=== Begin Enclosure ===
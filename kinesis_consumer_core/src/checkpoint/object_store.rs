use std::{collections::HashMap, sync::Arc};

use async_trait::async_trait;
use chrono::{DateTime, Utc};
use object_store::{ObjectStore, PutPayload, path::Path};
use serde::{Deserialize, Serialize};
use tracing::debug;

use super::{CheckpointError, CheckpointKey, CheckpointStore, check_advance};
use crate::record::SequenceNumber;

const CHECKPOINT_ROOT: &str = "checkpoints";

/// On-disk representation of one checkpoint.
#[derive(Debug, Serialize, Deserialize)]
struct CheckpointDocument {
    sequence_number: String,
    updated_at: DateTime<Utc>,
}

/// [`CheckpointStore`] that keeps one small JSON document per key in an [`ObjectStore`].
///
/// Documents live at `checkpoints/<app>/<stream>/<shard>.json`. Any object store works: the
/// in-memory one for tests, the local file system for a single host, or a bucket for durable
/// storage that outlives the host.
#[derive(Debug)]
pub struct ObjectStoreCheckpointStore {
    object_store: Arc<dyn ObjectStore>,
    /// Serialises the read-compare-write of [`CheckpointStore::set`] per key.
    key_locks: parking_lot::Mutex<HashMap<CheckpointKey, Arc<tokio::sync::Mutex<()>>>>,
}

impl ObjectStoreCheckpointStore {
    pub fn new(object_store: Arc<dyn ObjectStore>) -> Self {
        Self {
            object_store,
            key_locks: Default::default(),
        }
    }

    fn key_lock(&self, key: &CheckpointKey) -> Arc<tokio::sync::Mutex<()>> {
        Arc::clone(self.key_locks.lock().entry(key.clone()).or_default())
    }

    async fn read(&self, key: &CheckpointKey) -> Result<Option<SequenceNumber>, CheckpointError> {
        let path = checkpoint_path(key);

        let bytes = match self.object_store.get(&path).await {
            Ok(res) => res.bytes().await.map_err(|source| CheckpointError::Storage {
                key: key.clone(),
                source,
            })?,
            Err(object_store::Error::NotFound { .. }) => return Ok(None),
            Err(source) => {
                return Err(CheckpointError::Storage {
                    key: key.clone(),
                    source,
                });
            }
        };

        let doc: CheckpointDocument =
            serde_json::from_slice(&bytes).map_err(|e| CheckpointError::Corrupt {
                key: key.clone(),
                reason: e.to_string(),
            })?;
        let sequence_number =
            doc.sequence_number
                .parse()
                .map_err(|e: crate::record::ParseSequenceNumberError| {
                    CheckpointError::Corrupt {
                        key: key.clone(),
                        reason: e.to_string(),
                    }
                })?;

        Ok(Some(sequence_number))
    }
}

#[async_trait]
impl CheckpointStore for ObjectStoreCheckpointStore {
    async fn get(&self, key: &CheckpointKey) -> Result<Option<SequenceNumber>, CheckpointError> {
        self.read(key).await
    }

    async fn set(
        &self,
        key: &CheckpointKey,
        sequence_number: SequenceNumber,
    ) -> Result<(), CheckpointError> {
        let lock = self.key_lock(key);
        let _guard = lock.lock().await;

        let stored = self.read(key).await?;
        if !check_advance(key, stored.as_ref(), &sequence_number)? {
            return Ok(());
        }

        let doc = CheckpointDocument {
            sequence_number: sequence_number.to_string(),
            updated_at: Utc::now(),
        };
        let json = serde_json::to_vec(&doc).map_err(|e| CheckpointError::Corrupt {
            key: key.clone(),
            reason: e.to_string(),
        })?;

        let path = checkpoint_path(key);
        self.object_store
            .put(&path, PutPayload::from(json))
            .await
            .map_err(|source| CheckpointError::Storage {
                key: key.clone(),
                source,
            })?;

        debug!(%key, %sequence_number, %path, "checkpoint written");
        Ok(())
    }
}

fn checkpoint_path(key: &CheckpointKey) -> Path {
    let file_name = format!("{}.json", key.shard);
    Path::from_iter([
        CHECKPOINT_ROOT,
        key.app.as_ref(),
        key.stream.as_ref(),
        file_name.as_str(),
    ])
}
=== End Enclosure ===
* Task to complete:
Each of the records should be written out precisely as given.

* Exercise answer:
filename kinesis_consumer_core/src/checkpoint/object_store.rs
use std::{collections::HashMap, sync::Arc};

use async_trait::async_trait;
use chrono::{DateTime, Utc};
use object_store::{ObjectStore, PutPayload, path::Path};
use serde::{Deserialize, Serialize};
use tracing::debug;

use super::{CheckpointError, CheckpointKey, CheckpointStore, check_advance};
use crate::record::SequenceNumber;

const CHECKPOINT_ROOT: &str = "checkpoints";

/// On-disk representation of one checkpoint.
#[derive(Debug, Serialize, Deserialize)]
struct CheckpointDocument {
    sequence_number: String,
    updated_at: DateTime<Utc>,
}

/// [`CheckpointStore`] that keeps one small JSON document per key in an [`ObjectStore`].
///
/// Documents live at `checkpoints/<app>/<stream>/<shard>.json`. Any object store works: the
/// in-memory one for tests, the local file system for a single host, or a bucket for durable
/// storage that outlives the host.
#[derive(Debug)]
pub struct ObjectStoreCheckpointStore {
    object_store: Arc<dyn ObjectStore>,
    /// Serialises the read-compare-write of [`CheckpointStore::set`] per key.
    key_locks: parking_lot::Mutex<HashMap<CheckpointKey, Arc<tokio::sync::Mutex<()>>>>,
}

impl ObjectStoreCheckpointStore {
    pub fn new(object_store: Arc<dyn ObjectStore>) -> Self {
        Self {
            object_store,
            key_locks: Default::default(),
        }
    }

    fn key_lock(&self, key: &CheckpointKey) -> Arc<tokio::sync::Mutex<()>> {
        Arc::clone(self.key_locks.lock().entry(key.clone()).or_default())
    }

    async fn read(&self, key: &CheckpointKey) -> Result<Option<SequenceNumber>, CheckpointError> {
        let path = checkpoint_path(key);

        let bytes = match self.object_store.get(&path).await {
            Ok(res) => res.bytes().await.map_err(|source| CheckpointError::Storage {
                key: key.clone(),
                source,
            })?,
            Err(object_store::Error::NotFound { .. }) => return Ok(None),
            Err(source) => {
                return Err(CheckpointError::Storage {
                    key: key.clone(),
                    source,
                });
            }
        };

        let doc: CheckpointDocument =
            serde_json::from_slice(&bytes).map_err(|e| CheckpointError::Corrupt {
                key: key.clone(),
                reason: e.to_string(),
            })?;
        let sequence_number =
            doc.sequence_number
                .parse()
                .map_err(|e: crate::record::ParseSequenceNumberError| {
                    CheckpointError::Corrupt {
                        key: key.clone(),
                        reason: e.to_string(),
                    }
                })?;

        Ok(Some(sequence_number))
    }
}

#[async_trait]
impl CheckpointStore for ObjectStoreCheckpointStore {
    async fn get(&self, key: &CheckpointKey) -> Result<Option<SequenceNumber>, CheckpointError> {
        self.read(key).await
    }

    async fn set(
        &self,
        key: &CheckpointKey,
        sequence_number: SequenceNumber,
    ) -> Result<(), CheckpointError> {
        let lock = self.key_lock(key);
        let _guard = lock.lock().await;

        let stored = self.read(key).await?;
        if !check_advance(key, stored.as_ref(), &sequence_number)? {
            return Ok(());
        }

        let doc = CheckpointDocument {
            sequence_number: sequence_number.to_string(),
            updated_at: Utc::now(),
        };
        let json = serde_json::to_vec(&doc).map_err(|e| CheckpointError::Corrupt {
            key: key.clone(),
            reason: e.to_string(),
        })?;

        let path = checkpoint_path(key);
        self.object_store
            .put(&path, PutPayload::from(json))
            .await
            .map_err(|source| CheckpointError::Storage {
                key: key.clone(),
                source,
            })?;

        debug!(%key, %sequence_number, %path, "checkpoint written");
        Ok(())
    }
}

fn checkpoint_path(key: &CheckpointKey) -> Path {
    let file_name = format!("{}.json", key.shard);
    Path::from_iter([
        CHECKPOINT_ROOT,
        key.app.as_ref(),
        key.stream.as_ref(),
        file_name.as_str(),
    ])
}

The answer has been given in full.